Sweaty and hot from trying to move his machine, he eventually gave up.
The temperature was around –37 C or –51 with the windchill, he said.
'I really thought that was it'
Preteau, an expert in surviving in the cold and a Canadian Ranger, trains members of the army to withstand harsh, northern climates. He is proud of his Métis heritage and living off the land.
Preteau has trapped fox, mink and other wild animals for 20 years, often by himself.
But this night was different.
After hours of working to free his snowmobile, Preteau's legs began to wobble and he noticed discomfort in his chest — symptoms he learned later were due to a mild heart attack he was having.
"I've never been scared like that before. I really thought that was it."
His only water bottle was frozen solid and he didn't have any food.
Preteau then got ready for a long night alone. He pulled his turtleneck over his face and his hood down to his chin.
He packed his mittened hands into his pockets and tried to keep his core warm, with his back, still chilly from sweating earlier, hunched over.
At around 5 a.m., all the lights on his SPOT started to flash — a sign he took to mean help was on the way.
On a short call using his satellite phone (which promptly died in the cold), his ex-wife confirmed a helicopter was on its way.
"I think if they would have waited another four or five hours, I don't think I would have made it," he said.

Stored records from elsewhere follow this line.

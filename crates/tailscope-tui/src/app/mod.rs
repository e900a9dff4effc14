//! Application state and actions

mod action;
mod state;

pub use action::Action;
pub use state::{AppState, ErrorReport, Screen, UiState, VisibleRows};
use hyper::StatusCode;
use thiserror::Error;

use tailscope_types::ErrorBody;

/// Errors returned by any monitor endpoint
#[derive(Debug, Error)]
pub enum ApiError {
    /// The configured server address cannot be used
    #[error("invalid server address: {0}")]
    InvalidUrl(String),

    /// TCP connection to the server failed
    #[error("failed to connect to server: {0}")]
    Connect(#[from] std::io::Error),

    /// HTTP protocol failure while talking to the server
    #[error("http error: {0}")]
    Http(#[from] hyper::Error),

    /// The request could not be built
    #[error("invalid request: {0}")]
    Request(#[from] hyper::http::Error),

    /// Response body was not the expected JSON
    #[error("failed to decode response: {0}")]
    Decode(#[from] serde_json::Error),

    /// Non-2xx response carrying `{message, traceback}`
    #[error("{message}")]
    Server {
        status: StatusCode,
        message: String,
        traceback: Option<String>,
    },
}

impl ApiError {
    /// Build a server error from a non-2xx status and its raw body
    pub fn from_response(status: StatusCode, body: &[u8]) -> Self {
        match serde_json::from_slice::<ErrorBody>(body) {
            Ok(parsed) if !parsed.message.is_empty() => Self::Server {
                status,
                message: parsed.message,
                traceback: parsed.traceback.filter(|t| !t.is_empty()),
            },
            _ => {
                let text = String::from_utf8_lossy(body).trim().to_string();
                let message = if text.is_empty() {
                    format!("server responded with {}", status)
                } else {
                    text
                };
                Self::Server {
                    status,
                    message,
                    traceback: None,
                }
            }
        }
    }

    /// Message shown to the operator
    pub fn message(&self) -> String {
        self.to_string()
    }

    /// Server-side traceback, when one was sent
    pub fn traceback(&self) -> Option<&str> {
        match self {
            Self::Server { traceback, .. } => traceback.as_deref(),
            _ => None,
        }
    }
}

When help arrived at about 1 p.m., Preteau was disoriented and exhausted, but he remembers the first words he heard perfectly.

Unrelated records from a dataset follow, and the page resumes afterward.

use ratatui::style::{Color, Modifier, Style};

use tailscope_types::{Hue, Severity};

/// Color theme for the application
pub struct Theme;

impl Theme {
    // Base colors
    pub const BG: Color = Color::Reset;
    pub const FG: Color = Color::White;
    pub const FG_DIM: Color = Color::DarkGray;

    // Accent colors
    pub const PRIMARY: Color = Color::Cyan;
    pub const HIGHLIGHT: Color = Color::Yellow;

    // Status colors
    pub const SUCCESS: Color = Color::Green;
    pub const WARNING: Color = Color::Yellow;
    pub const ERROR: Color = Color::Red;

    // Border styles
    pub fn border() -> Style {
        Style::default().fg(Self::FG_DIM)
    }

    pub fn border_focused() -> Style {
        Style::default().fg(Self::PRIMARY)
    }

    // Text styles
    pub fn title() -> Style {
        Style::default()
            .fg(Self::PRIMARY)
            .add_modifier(Modifier::BOLD)
    }

    pub fn text() -> Style {
        Style::default().fg(Self::FG)
    }

    pub fn text_dim() -> Style {
        Style::default().fg(Self::FG_DIM)
    }

    pub fn text_highlight() -> Style {
        Style::default()
            .fg(Self::HIGHLIGHT)
            .add_modifier(Modifier::BOLD)
    }

    // List styles
    pub fn list_item() -> Style {
        Style::default().fg(Self::FG)
    }

    pub fn list_item_selected() -> Style {
        Style::default()
            .fg(Self::BG)
            .bg(Self::PRIMARY)
            .add_modifier(Modifier::BOLD)
    }

    // Status bar
    pub fn status_bar() -> Style {
        Style::default().fg(Self::FG_DIM).bg(Color::DarkGray)
    }

    pub fn status_bar_key() -> Style {
        Style::default()
            .fg(Self::HIGHLIGHT)
            .bg(Color::DarkGray)
            .add_modifier(Modifier::BOLD)
    }

    // Error
    pub fn error() -> Style {
        Style::default()
            .fg(Self::ERROR)
            .add_modifier(Modifier::BOLD)
    }

    // Log rows

    /// Row background: the level hue, alternating lightness for zebra rows
    pub fn row(level_hue: Option<Hue>, zebra: bool) -> Style {
        let lightness = if zebra { 0.17 } else { 0.12 };
        match level_hue {
            Some(hue) => Style::default().fg(Self::FG).bg(hue.to_color(0.45, lightness)),
            None if zebra => Style::default().fg(Self::FG).bg(Color::Rgb(30, 30, 30)),
            None => Style::default().fg(Self::FG),
        }
    }

    /// Level cell text
    pub fn level(severity: Option<Severity>) -> Style {
        match severity {
            Some(s) => Style::default().fg(s.color()).add_modifier(Modifier::BOLD),
            None => Self::text_dim(),
        }
    }

    /// Foreground for a grouped (`module`/`source`) cell
    pub fn grouped(hue: Hue) -> Style {
        Style::default().fg(hue.to_color(0.65, 0.65))
    }

    pub fn link() -> Style {
        Style::default()
            .fg(Color::LightBlue)
            .add_modifier(Modifier::UNDERLINED)
    }

    /// Filter match inside a cell
    pub fn matched() -> Style {
        Style::default()
            .fg(Color::Black)
            .bg(Color::Yellow)
            .add_modifier(Modifier::BOLD)
    }

    /// First cell of rows that arrived with the latest poll
    pub fn fresh() -> Style {
        Style::default()
            .fg(Color::Black)
            .bg(Color::LightGreen)
            .add_modifier(Modifier::BOLD)
    }

    pub fn header_cell() -> Style {
        Style::default()
            .fg(Self::PRIMARY)
            .add_modifier(Modifier::BOLD | Modifier::UNDERLINED)
    }
}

"The helicopter pilot comes up, 'Are ya still alive?' I said, 'Yeah, I'm still alive.''
Preteau was taken to Churchill Health Centre, where he spent eight days in recovery. It took two days to stop shivering, he said.
A neighbour went back to the trail to pick up Preteau's snowmobile. Preteau plans to sell it and his camp and retire in St. Malo, where he grew up.
"I've been trapping for 20 years and I promise I'm not going out there again. Not by myself."
With the railway to Churchill shut down, Preteau said moving his furniture would be too costly. He plans to donate it to local elders and a family of six.
He'll head up next month to pick up his clothes and then travel back south for good.